[Collected data entries]
┏━━

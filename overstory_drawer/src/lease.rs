// Copyright 2025 the Understory Authors
// SPDX-License-Identifier: Apache-2.0 OR MIT

//! Scoped override of the document-wide drag styles.
//!
//! While a drag is live, text selection and touch scrolling are disabled for
//! the whole document. Those properties are shared with the rest of the page,
//! so the previous values are captured before the override and written back
//! verbatim afterwards.
//!
//! [`StyleLease`] is the only way the drawer touches them: acquiring one
//! captures and overrides, releasing it restores. The gesture tracker holds
//! the lease inside the dragging session and releases it on every path that
//! ends a drag: pointer-up, pointer-cancel, [`Drawer::reset_gesture`] and
//! [`Drawer::detach`].
//!
//! [`Drawer::reset_gesture`]: crate::Drawer::reset_gesture
//! [`Drawer::detach`]: crate::Drawer::detach

use crate::host::{DocumentStyle, DrawerHost};

/// Captured document style, restored on [`StyleLease::release`].
#[derive(Debug)]
#[must_use = "dropping a lease without releasing it leaves the document locked"]
pub struct StyleLease {
    saved: DocumentStyle,
}

impl StyleLease {
    /// Captures the current document style and applies [`DocumentStyle::locked`].
    pub fn acquire<P, H: DrawerHost<P> + ?Sized>(host: &mut H) -> Self {
        let saved = host.document_style();
        host.set_document_style(DocumentStyle::locked());
        Self { saved }
    }

    /// Style that will be restored.
    #[must_use]
    pub fn saved(&self) -> &DocumentStyle {
        &self.saved
    }

    /// Restores the captured style.
    pub fn release<P, H: DrawerHost<P> + ?Sized>(self, host: &mut H) {
        host.set_document_style(self.saved);
    }
}

#[cfg(test)]
mod tests {
    use super::*;
    use crate::host::RecordingHost;

    fn page_style() -> DocumentStyle {
        DocumentStyle {
            user_select: "text".into(),
            touch_action: "pan-y".into(),
        }
    }

    #[test]
    fn acquire_locks_and_release_restores_verbatim() {
        let mut host = RecordingHost::<u32>::new().with_document_style(page_style());

        let lease = StyleLease::acquire(&mut host);
        assert_eq!(host.document_style, DocumentStyle::locked());
        assert_eq!(lease.saved(), &page_style());

        lease.release(&mut host);
        assert_eq!(host.document_style, page_style());
    }

    #[test]
    fn empty_values_are_restored_as_empty() {
        let mut host = RecordingHost::<u32>::new();
        StyleLease::acquire(&mut host).release(&mut host);
        assert_eq!(host.document_style, DocumentStyle::default());
    }
}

┗━━

*Work request*: All of the data above should be output exactly.

*Solution to this problem*:
filename overstory_drawer/src/lease.rs
// Copyright 2025 the Understory Authors
// SPDX-License-Identifier: Apache-2.0 OR MIT

//! Scoped override of the document-wide drag styles.
//!
//! While a drag is live, text selection and touch scrolling are disabled for
//! the whole document. Those properties are shared with the rest of the page,
//! so the previous values are captured before the override and written back
//! verbatim afterwards.
//!
//! [`StyleLease`] is the only way the drawer touches them: acquiring one
//! captures and overrides, releasing it restores. The gesture tracker holds
//! the lease inside the dragging session and releases it on every path that
//! ends a drag: pointer-up, pointer-cancel, [`Drawer::reset_gesture`] and
//! [`Drawer::detach`].
//!
//! [`Drawer::reset_gesture`]: crate::Drawer::reset_gesture
//! [`Drawer::detach`]: crate::Drawer::detach

use crate::host::{DocumentStyle, DrawerHost};

/// Captured document style, restored on [`StyleLease::release`].
#[derive(Debug)]
#[must_use = "dropping a lease without releasing it leaves the document locked"]
pub struct StyleLease {
    saved: DocumentStyle,
}

impl StyleLease {
    /// Captures the current document style and applies [`DocumentStyle::locked`].
    pub fn acquire<P, H: DrawerHost<P> + ?Sized>(host: &mut H) -> Self {
        let saved = host.document_style();
        host.set_document_style(DocumentStyle::locked());
        Self { saved }
    }

    /// Style that will be restored.
    #[must_use]
    pub fn saved(&self) -> &DocumentStyle {
        &self.saved
    }

    /// Restores the captured style.
    pub fn release<P, H: DrawerHost<P> + ?Sized>(self, host: &mut H) {
        host.set_document_style(self.saved);
    }
}

#[cfg(test)]
mod tests {
    use super::*;
    use crate::host::RecordingHost;

    fn page_style() -> DocumentStyle {
        DocumentStyle {
            user_select: "text".into(),
            touch_action: "pan-y".into(),
        }
    }

    #[test]
    fn acquire_locks_and_release_restores_verbatim() {
        let mut host = RecordingHost::<u32>::new().with_document_style(page_style());

        let lease = StyleLease::acquire(&mut host);
        assert_eq!(host.document_style, DocumentStyle::locked());
        assert_eq!(lease.saved(), &page_style());

        lease.release(&mut host);
        assert_eq!(host.document_style, page_style());
    }

    #[test]
    fn empty_values_are_restored_as_empty() {
        let mut host = RecordingHost::<u32>::new();
        StyleLease::acquire(&mut host).release(&mut host);
        assert_eq!(host.document_style, DocumentStyle::default());
    }
}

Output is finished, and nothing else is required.